Ruby, to be fair, doesn't care about its root namespace.

def pn(n)
  ns=n.to_s
  if ns==ns.reverse() then
    return 1
  else
    return 0
  end
end

And in Rust, as in Python, you can't directly reverse a string (which is basically a list of chars), but you can reverse a list of chars…

fn pn(n: i64) -> u8 {
    let ns=n.to_string();
    let nr: String=ns.chars().rev().collect();
    if nr == ns {
        return 1;
    } else {
        return 0;
    }
}

TASK #2 › Demo Stack

Write a script to demonstrate Stack operations like below: push($n) - add $n to the stack pop() - remove the top element top() - get the top element min() - return the minimum element

Which is a bit fuzzy, but I managed to get some test cases out of the examples. In Perl and Raku a test is just an assertion and doesn't get parallelised or anything, so the test setup looked like

my $stack=Local::Stack->new;
$stack->push(2);
$stack->push(-1);
$stack->push(0);
is($stack->pop,0,'test 1');
is($stack->top,-1,'test 2');
$stack->push(0);
is($stack->min,-1,'test 3');

OO Perl is trivial enough, if ugly:

package Local::Stack;

sub new {
  my $class=shift;
  my $self=[];
  bless $self,$class;
}

sub push {
  my $self=shift;
  my $op=shift;
  push @{$self},$op;
}

etc.

The designers of Raku apparently don't object to the main thing non-Perl people dislike about Perl, the way it looks like a parity error on your serial line:

#! /usr/bin/perl6

class Local::Stack {
  has @!stack;

  method push($op) {
    @!stack.push($op);
  }

etc.

but basically it works the same way; the @! just indicates an instance variable.

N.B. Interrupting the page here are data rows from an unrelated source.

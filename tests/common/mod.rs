//! Shared utilities for integration tests.

use std::net::SocketAddr;
use std::sync::Arc;

use garden_db::config::GardenConfig;
use garden_db::garden::Catalog;
use garden_db::lifecycle::Shutdown;
use garden_db::store::{Sheet, SheetStore, Workbook, WorkbookStore};
use garden_db::HttpServer;
use tokio::net::TcpListener;
use tokio::task::JoinHandle;

fn sheet(header: &[&str], rows: &[&[&str]]) -> Sheet {
    let cells = |r: &[&str]| r.iter().map(|s| s.to_string()).collect::<Vec<_>>();
    Sheet {
        header: cells(header),
        rows: rows.iter().map(|r| cells(*r)).collect(),
    }
}

/// Fixture garden.
///
/// - Patio (7h, derived), Kitchen Window (2h), Front Yard (9h), North Bed (1h)
/// - Basil sits in two locations; Lavender only reaches Front Yard through
///   its container; Mint points at a location that does not exist.
pub fn fixture_workbook() -> Workbook {
    Workbook {
        plants: sheet(
            &[
                "Plant ID",
                "Plant Name",
                "Description",
                "Location ID",
                "Light Requirements",
                "Watering Needs",
            ],
            &[
                &["1", "Tomato", "Cherry tomato, indeterminate", "1", "Full Sun", "Daily"],
                &["2", "Basil", "Sweet basil", "1, 2", "Full Sun", "Keep moist"],
                &["3", "Rosemary", "Woody herb", "3", "Full Sun", "Weekly"],
                &["4", "Fern", "Shade lover", "4", "Shade", "Keep moist"],
                &["5", "Lavender", "", "", "Full Sun", ""],
                &["6", "Mint", "Spreads aggressively", "99", "", "Daily"],
            ],
        ),
        locations: sheet(
            &[
                "Location ID",
                "Location Name",
                "Morning Sun Hours",
                "Afternoon Sun Hours",
                "Evening Sun Hours",
                "Total Sun Hours",
                "Microclimate Conditions",
            ],
            &[
                &["1", "Patio", "2", "4", "1", "", "sheltered"],
                &["2", "Kitchen Window", "1", "1", "0", "2", ""],
                &["3", "Front Yard", "3", "4", "2", "9", "windy"],
                &["4", "North Bed", "0", "1", "0", "1", "shady"],
            ],
        ),
        containers: sheet(
            &[
                "Container ID",
                "Plant ID",
                "Location ID",
                "Container Type",
                "Container Size",
                "Container Material",
            ],
            &[
                &["1", "1", "1", "Pot", "Large", "Ceramic"],
                &["2", "2", "1", "Pot", "Small", "Plastic"],
                &["3", "2", "2", "Window Box", "Medium", "Plastic"],
                &["4", "3", "3", "Raised Bed", "Large", "Wood"],
                &["5", "5", "3", "Pot", "Medium", "Terracotta"],
                &["6", "6", "99", "Pot", "Small", "Plastic"],
            ],
        ),
    }
}

/// A running server on an ephemeral port, stopped on drop.
#[allow(dead_code)]
pub struct TestServer {
    pub addr: SocketAddr,
    pub base_url: String,
    shutdown: Shutdown,
    handle: JoinHandle<Result<(), std::io::Error>>,
}

impl Drop for TestServer {
    fn drop(&mut self) {
        self.shutdown.trigger();
        self.handle.abort();
    }
}

/// Start a server over the fixture workbook.
#[allow(dead_code)]
pub async fn start_server() -> TestServer {
    start_server_with(GardenConfig::default(), fixture_workbook()).await
}

/// Start a server with a custom config and workbook, kept in memory.
pub async fn start_server_with(mut config: GardenConfig, workbook: Workbook) -> TestServer {
    config.listener.bind_address = "127.0.0.1:0".to_string();
    let listener = TcpListener::bind(&config.listener.bind_address).await.unwrap();
    let addr = listener.local_addr().unwrap();

    let store: Arc<dyn SheetStore> = Arc::new(WorkbookStore::in_memory(workbook));
    let server = HttpServer::new(config, Arc::new(Catalog::new(store)));
    let shutdown = Shutdown::new();
    let handle = tokio::spawn(server.run(listener, shutdown.subscribe()));

    TestServer {
        addr,
        base_url: format!("http://{}", addr),
        shutdown,
        handle,
    }
}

In Python I wrap the function definitions in a class, in just the same way, with more self-references:

class Stack:

    def __init__(self):
        self.stack=list()

    def push(self,op):
        self.stack.append(op)

etc.

but the testing wants separate functions, so I end up going over the setup multiple times (as also in Ruby and Rust):

    def test_ex1(self):
        stack=Stack()
        stack.push(2)
        stack.push(-1)
        stack.push(0)
        self.assertEqual(stack.pop(),0,'example 1')

    def test_ex2(self):
        stack=Stack()
        stack.push(2)
        stack.push(-1)
        stack.push(0)
        stack.pop()
        self.assertEqual(stack.top(),-1,'example 2')

etc.

Ruby has the cleanest syntax I looked at, since it assumes that a method defined in a class is a method to be used on an instance of that class and makes the rarer option (a method to be used on the class directly) use the more fiddly code. No mucking about with self here.

class Stack

  def initialize
    @stack=Array.new
  end

  def push(op)
    @stack.push(op)
  end

etc.

Meanwhile Rust doesn't really want to encapsulate things at all; the class and instance methods are in a completely separate block from the instance variables.

pub struct Stack {
    stack: Vec<i64>
}

impl Stack {

    pub fn new() -> Stack {
        Stack { stack: Vec::new() }
    }

    pub fn push(&mut self,op: i64) {
        self.stack.push(op);
    }

etc., and for every method I have to name self explicitly both as a parameter and when I'm referring to instance variables. I mean, it works and it's explicit about what you're up to, but I find it verbose and noisy.

Full code on github.


  1. Posted by RogerBW at 05:32pm on 18 January 2021

    Looking at others' answers:

    In part 1, they mostly look the same, though I like the idea of making the input a list, shifting and popping first and last characters, and returning false if they don't match. (But shifting an array won't gain much over reversing it, I think; Python or Rust VecDeque might be better for this.) It seems that Raku has a flip operator to do direct string reversal.

    For part 2, pretty much any modern language has stack-like handling of lists already, so it's mostly a matter of making the OO interface look pretty.